Cuando el material fue bastante, cuando el suelo quemaba demasiado, el periodista decidió volver. Nada fácil en una ciudad sitiada. Hinzpeter guardó el film en su envoltorio original, para que pareciera virgen, se subió al taxi de Kim y salieron, otra vez, esquivando caminos principale­s. Ninguno de los dos era el mismo que llegó a Gwanju.

El gobierno habló de 200 muertos; desde la ciudad la cuenta llegó a los 2.000.

Llegaron, primer paso. Llegaron a Seúl. Y lo más rápido posible, al aeropuerto. Ahora las cintas fueron a parar al fondo de una lata de galletitas, cerrado, con papel dorado y cintas: un regalito. “El envoltorio era tan impresiona­nte que pasó los controles”, contaría después Hinzpeter. El testimonio llegó a Japón, salió al aire, mostró las mentiras del régimen. La democracia llegó a Corea en 1987.

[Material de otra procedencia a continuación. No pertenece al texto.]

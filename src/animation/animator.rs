//! Drives scripted camera transitions one render tick at a time.

use log::debug;
use web_time::{Duration, Instant};

use super::transition::TransitionJob;
use crate::camera::controller::OrbitController;
use crate::camera::core::Camera;
use crate::camera::pose::{CameraPose, PoseOrientation};
use crate::options::NavigationOptions;
use crate::session::InteractionSession;
use crate::util::easing::EasingFunction;

/// What a call to [`TransitionAnimator::tick`] did.
#[derive(Debug, Clone, Copy, PartialEq)]
pub enum TickOutcome {
    /// No transition was in flight.
    Idle,
    /// The camera moved and the transition continues.
    InFlight {
        /// Raw progress after this tick, in `[0, 1)`.
        progress: f32,
    },
    /// The camera landed on the end pose and the session is free again.
    Completed,
}

/// Starts and advances [`TransitionJob`]s on behalf of the session.
///
/// Position is interpolated over the duration. Explicit Euler orientation
/// is snapped once, when the transition starts; look-at orientation is
/// re-aimed at its target on every tick.
#[derive(Debug, Clone)]
pub struct TransitionAnimator {
    easing: EasingFunction,
    resume_focus_distance: f32,
}

impl TransitionAnimator {
    /// Animator using the navigation easing and resume distance.
    pub fn new(options: &NavigationOptions) -> Self {
        Self {
            easing: options.easing,
            resume_focus_distance: options.resume_focus_distance,
        }
    }

    /// Pick up changed navigation options. In-flight jobs keep their easing.
    pub fn configure(&mut self, options: &NavigationOptions) {
        self.easing = options.easing;
        self.resume_focus_distance = options.resume_focus_distance;
    }

    /// Begin moving the camera from where it is now to `target`.
    ///
    /// Replaces any transition already in flight; the replaced job never
    /// completes.
    pub fn start_transition(
        &self,
        session: &mut InteractionSession,
        controller: &mut OrbitController,
        camera: &mut Camera,
        target: &CameraPose,
        duration: Duration,
        now: Instant,
    ) {
        let start_pose = camera.pose();
        if let PoseOrientation::Euler(angles) = target.orientation {
            camera.set_euler(angles);
        }

        let job = TransitionJob::new(start_pose, *target, now, duration, self.easing);
        if let Some(superseded) = session.begin_transition(job, controller) {
            debug!(
                "transition to {} superseded",
                superseded.end_pose.position
            );
        }
        debug!(
            "transition {} -> {} over {:.2}s",
            start_pose.position,
            target.position,
            duration.as_secs_f32()
        );
    }

    /// Advance the in-flight transition to `now` and write the camera.
    ///
    /// On completion the session returns to free and the orbit controller
    /// is re-seated in front of the camera.
    pub fn tick(
        &self,
        session: &mut InteractionSession,
        controller: &mut OrbitController,
        camera: &mut Camera,
        now: Instant,
    ) -> TickOutcome {
        let Some(job) = session.active_transition() else {
            return TickOutcome::Idle;
        };

        let progress = job.progress(now);
        let end = job.end_pose;
        camera.eye = job.position_at(progress);
        if let PoseOrientation::LookAt(target) = end.orientation {
            camera.look_at(target);
        }

        if progress < 1.0 {
            return TickOutcome::InFlight { progress };
        }

        let focus_distance = match end.orientation {
            PoseOrientation::LookAt(target) => target.distance(end.position),
            PoseOrientation::Euler(_) => self.resume_focus_distance,
        };
        let _ = session.complete_transition(controller);
        controller.resume_from(camera, focus_distance);
        debug!("transition landed at {}", camera.eye);
        TickOutcome::Completed
    }
}

#[cfg(test)]
mod tests {
    use glam::{Vec2, Vec3};

    use super::*;
    use crate::camera::pose::EulerDegrees;
    use crate::options::CameraOptions;
    use crate::session::InteractionMode;

    struct Rig {
        animator: TransitionAnimator,
        session: InteractionSession,
        controller: OrbitController,
        camera: Camera,
    }

    impl Rig {
        fn new() -> Self {
            let options = CameraOptions::default();
            Self {
                animator: TransitionAnimator::new(&NavigationOptions::default()),
                session: InteractionSession::new(),
                controller: OrbitController::new(&options, 600.0),
                camera: Camera::new(
                    Vec3::from_array(options.initial_position),
                    Vec3::ZERO,
                    options.fovy,
                    1.5,
                ),
            }
        }

        fn start(&mut self, target: &CameraPose, duration: Duration, now: Instant) {
            self.animator.start_transition(
                &mut self.session,
                &mut self.controller,
                &mut self.camera,
                target,
                duration,
                now,
            );
        }

        fn tick(&mut self, now: Instant) -> TickOutcome {
            self.animator.tick(
                &mut self.session,
                &mut self.controller,
                &mut self.camera,
                now,
            )
        }
    }

    #[test]
    fn idle_without_transition() {
        let mut rig = Rig::new();
        assert_eq!(rig.tick(Instant::now()), TickOutcome::Idle);
    }

    #[test]
    fn position_moves_monotonically_and_lands_exactly() {
        let mut rig = Rig::new();
        let start = rig.camera.eye;
        let end = Vec3::new(4.03, 2.21, -1.64);
        let t0 = Instant::now();
        let duration = Duration::from_millis(1500);
        rig.start(&CameraPose::look_at(end, Vec3::ZERO), duration, t0);

        let mut previous = start;
        for step in 1..30 {
            let now = t0 + duration * step / 30;
            assert!(matches!(rig.tick(now), TickOutcome::InFlight { .. }));
            let eye = rig.camera.eye;
            for axis in 0..3 {
                let dir = (end[axis] - start[axis]).signum();
                assert!((eye[axis] - previous[axis]) * dir >= -1e-5);
            }
            previous = eye;
        }

        assert_eq!(rig.tick(t0 + duration), TickOutcome::Completed);
        assert_eq!(rig.camera.eye, end);
        assert_eq!(rig.session.mode(), InteractionMode::Free);
    }

    #[test]
    fn sparse_ticks_still_finish_on_time() {
        let mut rig = Rig::new();
        let end = Vec3::new(-5.65, 1.98, 3.39);
        let t0 = Instant::now();
        rig.start(&CameraPose::look_at(end, Vec3::ZERO), Duration::from_secs(1), t0);
        assert_eq!(rig.tick(t0 + Duration::from_secs(7)), TickOutcome::Completed);
        assert_eq!(rig.camera.eye, end);
    }

    #[test]
    fn latest_transition_wins() {
        let mut rig = Rig::new();
        let t0 = Instant::now();
        let duration = Duration::from_millis(1500);
        let a = Vec3::new(10.0, 10.0, 10.0);
        let b = Vec3::new(-3.0, 1.0, 2.0);

        rig.start(&CameraPose::look_at(a, Vec3::ZERO), duration, t0);
        let _ = rig.tick(t0 + Duration::from_millis(100));
        let t1 = t0 + Duration::from_millis(200);
        rig.start(&CameraPose::look_at(b, Vec3::ZERO), duration, t1);

        // Still in flight at A's original end time.
        assert!(matches!(rig.tick(t0 + duration), TickOutcome::InFlight { .. }));
        assert_eq!(rig.tick(t1 + duration), TickOutcome::Completed);
        assert_eq!(rig.camera.eye, b);
        assert_eq!(rig.tick(t1 + duration * 2), TickOutcome::Idle);
    }

    #[test]
    fn euler_orientation_snaps_at_start() {
        let mut rig = Rig::new();
        let angles = EulerDegrees::new(0.0, 90.0, 0.0);
        let t0 = Instant::now();
        rig.start(
            &CameraPose::euler(Vec3::new(3.98, 2.04, 3.23), angles),
            Duration::from_secs(1),
            t0,
        );
        let snapped = rig.camera.rotation;
        assert!((rig.camera.forward() - Vec3::NEG_X).length() < 1e-5);

        let _ = rig.tick(t0 + Duration::from_millis(400));
        assert_eq!(rig.camera.rotation, snapped);
    }

    #[test]
    fn controller_is_suspended_until_landing() {
        let mut rig = Rig::new();
        let t0 = Instant::now();
        let end = Vec3::new(3.12, 2.4, -5.85);
        rig.start(
            &CameraPose::euler(end, EulerDegrees::new(-10.0, 30.0, 0.0)),
            Duration::from_secs(1),
            t0,
        );
        assert!(!rig.controller.is_enabled());

        rig.controller.rotate(Vec2::new(500.0, 0.0));
        assert!(!rig.controller.has_pending_motion());

        assert_eq!(rig.tick(t0 + Duration::from_secs(1)), TickOutcome::Completed);
        assert!(rig.controller.is_enabled());
        let expected = end + rig.camera.forward() * 2.0;
        assert!((rig.controller.target() - expected).length() < 1e-3);
    }

    #[test]
    fn look_at_landing_orbits_the_look_at_target() {
        let mut rig = Rig::new();
        let t0 = Instant::now();
        let focus = Vec3::new(5.04, 0.16, 4.76);
        rig.start(
            &CameraPose::look_at(Vec3::new(8.95, 1.02, 6.11), focus),
            Duration::from_secs(1),
            t0,
        );
        let _ = rig.tick(t0 + Duration::from_secs(2));
        assert!((rig.controller.target() - focus).length() < 1e-3);
    }
}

Del taxista no se supo más. Hinzpeter volvió, lo buscó, nada. El alemán murió en 2016 sin encontrarl­o. Pero pidió que sus restos fueran enterrados en Gwanju, un lugar donde sólo había pasado unos días pero donde había hecho lo más grande de su vida: llevaron uñas y pelo y hoy hay un memorial en su nombre.

Muchos años después, en 2017, se hizo una película sobre esta aventura de dos. Se llamó A taxi driver. Entonces el hijo de Kim mostró fotos y contó la historia de su padre. Quedó, mal, dijo, sin entender la matanza entre personas del mismo pueblo. Empezó a tomar: murió de cáncer de hígado en 1984. En 2018 se habló de trasladar sus restos a Gwanju, cerca de Hinzpeter, después se decidió que no.

Su padre, dijo el muchacho, era una persona común, audaz pero común. De esas que están en el lugar correcto en el lugar correcto y hacen lo que hay que hacer. ■

En 1980, en Corea había una dictadura. Y en la ciudad “rebelde” de Gwanju se perpetró una matanza de civiles.